> Required action
Copy the entries character for character.

> Recorded data
use std::path::PathBuf;

use anyhow::Result;
use clap::{Parser, Subcommand};

use invoicer::client::ApiClient;
use invoicer::config::{CliConfig, ServerConfig};
use invoicer::format::format_money;
use invoicer::invoice_gen::write_pdf;
use invoicer::models::InvoiceStatus;
use invoicer::services::SearchQuery;
use invoicer::{api, db, observability, ui};

#[derive(Parser)]
#[command(name = "invoicer", version, about = "Invoices for folders of clients, over HTTP or in the terminal")]
struct Cli {
    /// Client config file (defaults to $INVOICER_CONFIG or ~/.invoicer.json)
    #[arg(long, global = true)]
    config: Option<PathBuf>,

    #[command(subcommand)]
    command: Command,
}

#[derive(Subcommand)]
enum Command {
    /// Run the HTTP API
    Serve,
    /// Manage API tokens (talks to the database directly)
    Token {
        #[command(subcommand)]
        action: TokenAction,
    },
    /// Interactive terminal interface
    Ui {
        /// Where downloaded PDFs are written
        #[arg(long, default_value = "invoices")]
        out_dir: PathBuf,
    },
    /// List folders
    Folders,
    /// List invoices
    Invoices {
        #[arg(long)]
        status: Option<InvoiceStatus>,
        /// Case-insensitive match on id, buyer or seller
        #[arg(long)]
        query: Option<String>,
        #[arg(long)]
        folder: Option<String>,
    },
    /// Set an invoice's status
    Mark { id: String, status: InvoiceStatus },
    /// Download an invoice as PDF
    Pdf {
        id: String,
        #[arg(long, default_value = "invoices")]
        out_dir: PathBuf,
    },
    /// Revenue statistics
    Stats {
        #[arg(long)]
        folder: Option<String>,
    },
}

#[derive(Subcommand)]
enum TokenAction {
    /// Create the user if needed and print a new bearer token
    Issue {
        #[arg(long)]
        user: String,
        /// Display name, defaults to the user id
        #[arg(long)]
        name: Option<String>,
    },
}

#[tokio::main]
async fn main() -> Result<()> {
    let cli = Cli::parse();

    match cli.command {
        Command::Serve => {
            let config = ServerConfig::load()?;
            observability::init_tracing(&config.log_level);
            api::serve(&config).await
        }
        Command::Token { action } => {
            let config = ServerConfig::load()?;
            observability::init_tracing(&config.log_level);
            run_token(&config, action).await
        }
        Command::Ui { out_dir } => {
            // No subscriber here: log lines would corrupt the alternate screen
            let config = CliConfig::load(cli.config.as_deref())?;
            let client = ApiClient::new(&config)?;
            ui::run(client, out_dir).await
        }
        Command::Folders => {
            let client = connect(cli.config)?;
            list_folders(&client).await
        }
        Command::Invoices { status, query, folder } => {
            let client = connect(cli.config)?;
            let query = SearchQuery { folder, status, q: query };
            list_invoices(&client, &query).await
        }
        Command::Mark { id, status } => {
            let client = connect(cli.config)?;
            let record = client.update_status(&id, status).await?;
            println!("{} is now {}", record.id, record.status);
            Ok(())
        }
        Command::Pdf { id, out_dir } => {
            let client = connect(cli.config)?;
            let bytes = client.download_pdf(&id).await?;
            let path = write_pdf(&out_dir, &id, &bytes)?;
            println!("Saved {}", path.display());
            Ok(())
        }
        Command::Stats { folder } => {
            let client = connect(cli.config)?;
            print_stats(&client, folder.as_deref()).await
        }
    }
}

/// Client for the scripted commands; only warnings are logged
fn connect(config_path: Option<PathBuf>) -> Result<ApiClient> {
    observability::init_tracing("warn");
    let config = CliConfig::load(config_path.as_deref())?;
    Ok(ApiClient::new(&config)?)
}

async fn run_token(config: &ServerConfig, action: TokenAction) -> Result<()> {
    match action {
        TokenAction::Issue { user, name } => {
            let db = db::init(config).await?;
            let name = name.unwrap_or_else(|| user.clone());
            db.ensure_user(&user, &name).await?;
            let token = db.issue_token(&user).await?;
            tracing::info!(user_id = %user, "Issued API token");
            println!("{}", token);
        }
    }
    Ok(())
}

async fn list_folders(client: &ApiClient) -> Result<()> {
    for folder in client.list_folders().await? {
        println!("{}  {}", folder.id, folder.name);
    }
    Ok(())
}

async fn list_invoices(client: &ApiClient, query: &SearchQuery) -> Result<()> {
    let invoices = client.search_invoices(query).await?;
    if invoices.is_empty() {
        println!("No invoices found");
    }
    for invoice in invoices {
        println!(
            "{:<24} {:<24} {:>14} {:<5} due {}",
            invoice.id,
            invoice.buyer,
            format_money(invoice.total, &invoice.currency),
            invoice.status,
            invoice.due_date.format("%Y-%m-%d"),
        );
    }
    Ok(())
}

async fn print_stats(client: &ApiClient, folder: Option<&str>) -> Result<()> {
    let stats = client.stats(folder).await?;
    println!(
        "{} invoices: {} paid, {} due ({} overdue)",
        stats.invoice_count, stats.paid_count, stats.due_count, stats.overdue_count
    );
    for (currency, totals) in &stats.by_currency {
        println!(
            "{}: invoiced {}, paid {}, outstanding {}, overdue {}",
            currency,
            format_money(totals.invoiced, currency),
            format_money(totals.paid, currency),
            format_money(totals.outstanding, currency),
            format_money(totals.overdue, currency),
        );
    }
    Ok(())
}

> Written response
use std::path::PathBuf;

use anyhow::Result;
use clap::{Parser, Subcommand};

use invoicer::client::ApiClient;
use invoicer::config::{CliConfig, ServerConfig};
use invoicer::format::format_money;
use invoicer::invoice_gen::write_pdf;
use invoicer::models::InvoiceStatus;
use invoicer::services::SearchQuery;
use invoicer::{api, db, observability, ui};

#[derive(Parser)]
#[command(name = "invoicer", version, about = "Invoices for folders of clients, over HTTP or in the terminal")]
struct Cli {
    /// Client config file (defaults to $INVOICER_CONFIG or ~/.invoicer.json)
    #[arg(long, global = true)]
    config: Option<PathBuf>,

    #[command(subcommand)]
    command: Command,
}

#[derive(Subcommand)]
enum Command {
    /// Run the HTTP API
    Serve,
    /// Manage API tokens (talks to the database directly)
    Token {
        #[command(subcommand)]
        action: TokenAction,
    },
    /// Interactive terminal interface
    Ui {
        /// Where downloaded PDFs are written
        #[arg(long, default_value = "invoices")]
        out_dir: PathBuf,
    },
    /// List folders
    Folders,
    /// List invoices
    Invoices {
        #[arg(long)]
        status: Option<InvoiceStatus>,
        /// Case-insensitive match on id, buyer or seller
        #[arg(long)]
        query: Option<String>,
        #[arg(long)]
        folder: Option<String>,
    },
    /// Set an invoice's status
    Mark { id: String, status: InvoiceStatus },
    /// Download an invoice as PDF
    Pdf {
        id: String,
        #[arg(long, default_value = "invoices")]
        out_dir: PathBuf,
    },
    /// Revenue statistics
    Stats {
        #[arg(long)]
        folder: Option<String>,
    },
}

#[derive(Subcommand)]
enum TokenAction {
    /// Create the user if needed and print a new bearer token
    Issue {
        #[arg(long)]
        user: String,
        /// Display name, defaults to the user id
        #[arg(long)]
        name: Option<String>,
    },
}

#[tokio::main]
async fn main() -> Result<()> {
    let cli = Cli::parse();

    match cli.command {
        Command::Serve => {
            let config = ServerConfig::load()?;
            observability::init_tracing(&config.log_level);
            api::serve(&config).await
        }
        Command::Token { action } => {
            let config = ServerConfig::load()?;
            observability::init_tracing(&config.log_level);
            run_token(&config, action).await
        }
        Command::Ui { out_dir } => {
            // No subscriber here: log lines would corrupt the alternate screen
            let config = CliConfig::load(cli.config.as_deref())?;
            let client = ApiClient::new(&config)?;
            ui::run(client, out_dir).await
        }
        Command::Folders => {
            let client = connect(cli.config)?;
            list_folders(&client).await
        }
        Command::Invoices { status, query, folder } => {
            let client = connect(cli.config)?;
            let query = SearchQuery { folder, status, q: query };
            list_invoices(&client, &query).await
        }
        Command::Mark { id, status } => {
            let client = connect(cli.config)?;
            let record = client.update_status(&id, status).await?;
            println!("{} is now {}", record.id, record.status);
            Ok(())
        }
        Command::Pdf { id, out_dir } => {
            let client = connect(cli.config)?;
            let bytes = client.download_pdf(&id).await?;
            let path = write_pdf(&out_dir, &id, &bytes)?;
            println!("Saved {}", path.display());
            Ok(())
        }
        Command::Stats { folder } => {
            let client = connect(cli.config)?;
            print_stats(&client, folder.as_deref()).await
        }
    }
}

/// Client for the scripted commands; only warnings are logged
fn connect(config_path: Option<PathBuf>) -> Result<ApiClient> {
    observability::init_tracing("warn");
    let config = CliConfig::load(config_path.as_deref())?;
    Ok(ApiClient::new(&config)?)
}

async fn run_token(config: &ServerConfig, action: TokenAction) -> Result<()> {
    match action {
        TokenAction::Issue { user, name } => {
            let db = db::init(config).await?;
            let name = name.unwrap_or_else(|| user.clone());
            db.ensure_user(&user, &name).await?;
            let token = db.issue_token(&user).await?;
            tracing::info!(user_id = %user, "Issued API token");
            println!("{}", token);
        }
    }
    Ok(())
}

async fn list_folders(client: &ApiClient) -> Result<()> {
    for folder in client.list_folders().await? {
        println!("{}  {}", folder.id, folder.name);
    }
    Ok(())
}

async fn list_invoices(client: &ApiClient, query: &SearchQuery) -> Result<()> {
    let invoices = client.search_invoices(query).await?;
    if invoices.is_empty() {
        println!("No invoices found");
    }
    for invoice in invoices {
        println!(
            "{:<24} {:<24} {:>14} {:<5} due {}",
            invoice.id,
            invoice.buyer,
            format_money(invoice.total, &invoice.currency),
            invoice.status,
            invoice.due_date.format("%Y-%m-%d"),
        );
    }
    Ok(())
}

async fn print_stats(client: &ApiClient, folder: Option<&str>) -> Result<()> {
    let stats = client.stats(folder).await?;
    println!(
        "{} invoices: {} paid, {} due ({} overdue)",
        stats.invoice_count, stats.paid_count, stats.due_count, stats.overdue_count
    );
    for (currency, totals) in &stats.by_currency {
        println!(
            "{}: invoiced {}, paid {}, outstanding {}, overdue {}",
            currency,
            format_money(totals.invoiced, currency),
            format_money(totals.paid, currency),
            format_money(totals.outstanding, currency),
            format_money(totals.overdue, currency),
        );
    }
    Ok(())
}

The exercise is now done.